My last letter which was written before I received your accusation of laziness will I think acquit me of it. Queen Mary [1]  I have begun − & but begun. for my way is not clear thro the first act. the story has great advantages & it would be difficult to select any so unlike that of other dramas. The elder Brutus has been dramatized by Lee. [2]  Lee lived at that time when the French Romances were in vogue & made more use of them than a man of such genius ought to have done. he has made his play out of Clelia, [3]  & bad enough it is, with some brilliant exceptions as in every thing he wrote. the subject would be very difficult. his sins are scarcely dignifyed enough for tragedy − & his character seems almost above it. it is for the painter − not the poet. I have seen an account of a picture by David [4]  on this subject which appeared to me more finely conceived than any thing I ever saw or heard of else. Rousseau thought of dramatizing the story of Lucretia. [5]  in that case Brutus would be a strikingly dramatic character. but these subjects will not do − unless indeed one was to write a loyal play & make Tarquin [6]  the hero, & introduce God save the King.

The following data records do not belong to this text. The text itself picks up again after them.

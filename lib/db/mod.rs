
use diesel::pg::PgConnection;
use diesel::r2d2::{ConnectionManager, Pool};
use diesel_migrations::{embed_migrations, EmbeddedMigrations, MigrationHarness};

use crate::store::{PooledStore, StoreError};

pub const PG_MIGRATIONS: EmbeddedMigrations = embed_migrations!("migrations");

/// Builds a Postgres connection pool of `max_size` connections and applies pending migrations.
pub fn establish_pg_store(
    database_url: &str,
    max_size: u32,
) -> Result<PooledStore<PgConnection>, StoreError> {
    let manager = ConnectionManager::<PgConnection>::new(database_url);
    let pool = Pool::builder().max_size(max_size.max(1)).build(manager)?;

    let mut pooled = pool.get()?;
    let conn: &mut PgConnection = &mut pooled;
    let applied = conn
        .run_pending_migrations(PG_MIGRATIONS)
        .map_err(|err| StoreError::Migration(err.to_string()))?;
    if !applied.is_empty() {
        tracing::info!(
            event = "migrations_applied",
            count = applied.len(),
            "applied pending database migrations"
        );
    }
    drop(pooled);

    tracing::info!(
        event = "db_pool_ready",
        max_size = pool.max_size(),
        "database connection pool ready"
    );
    Ok(PooledStore::new(pool))
}
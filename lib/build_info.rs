/// Build metadata used by CLI output, logs, and metrics.
pub const VERSION: &str = env!("CARGO_PKG_VERSION");
pub const GIT_COMMIT_HASH: &str = env!("WATCH_SYNC_GIT_COMMIT_HASH");
pub const VERSION_WITH_COMMIT: &str = concat!(
    env!("CARGO_PKG_VERSION"),
    "+",
    env!("WATCH_SYNC_GIT_COMMIT_HASH")
);

/// Returns a short git hash suitable for log context and labels.
///
/// `"unknown"` is preserved when git metadata is unavailable at build time.
pub fn short_commit_hash() -> &'static str {
    if GIT_COMMIT_HASH == "unknown" {
        return GIT_COMMIT_HASH;
    }

    let short_len = 12usize.min(GIT_COMMIT_HASH.len());
    &GIT_COMMIT_HASH[..short_len]
}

The difficulty I find in every subject that has occurred to me is to make enough of it. I cannot wire-draw a subject story. this will seem odd to you who think me prolix & dilated. however in Queen Mary there is enough I have no other doubt respecting it but that of its suiting the feelings of an audience. there will be no clap-traps. no loyalty − nothing about Britannia rule the waves. & however orthodox my sufferers may be, they were dissenter then − & that will be sorely against them.

The theatrical taste of the public is certainly very bad. & but the managers are more to blame than the public. they never give them an opportunity of supporting any thing good. they bring forward Boadens Tragedies & Reynolds’s Comedies! [7]  − the play which they rejected of Coleridges  [8]  was very faulty in delineation of character – but it abounded with stage effect, with passages equal to any in our language – & with poetry even to an excess. I do not think an audience could have condemned it.

Your story of the old man dying at Elizabeths [9]  succession is new to me. it is very fine. one could have died with joy at such an event.

You know I am fond of Monodramas. the dramatic turn which my thoughts have for some time taken, has suggested to me the thought of narrating in <dialogue> poems not much longer, such historical, or other, facts which <as> would make noble scenes only.

The German plays have always something ridiculous − yet Kotzebue [10]  seems to me possessed of unsurpassed & unsurpassable genius. I wonder his plays are acted here − they are so thoroughly Jacobinical in tendency. they created Jacobinical feelings − almost irresistibly − in every one that I have yet seen (Benyowsky excepted) some old prejudice or old principle is attacked. there is a very good comedy of his lately translated − the Reconciliation. full of those quick strokes of feeling that like Sterne [11]  surprize you into a tear before you have finished a smile.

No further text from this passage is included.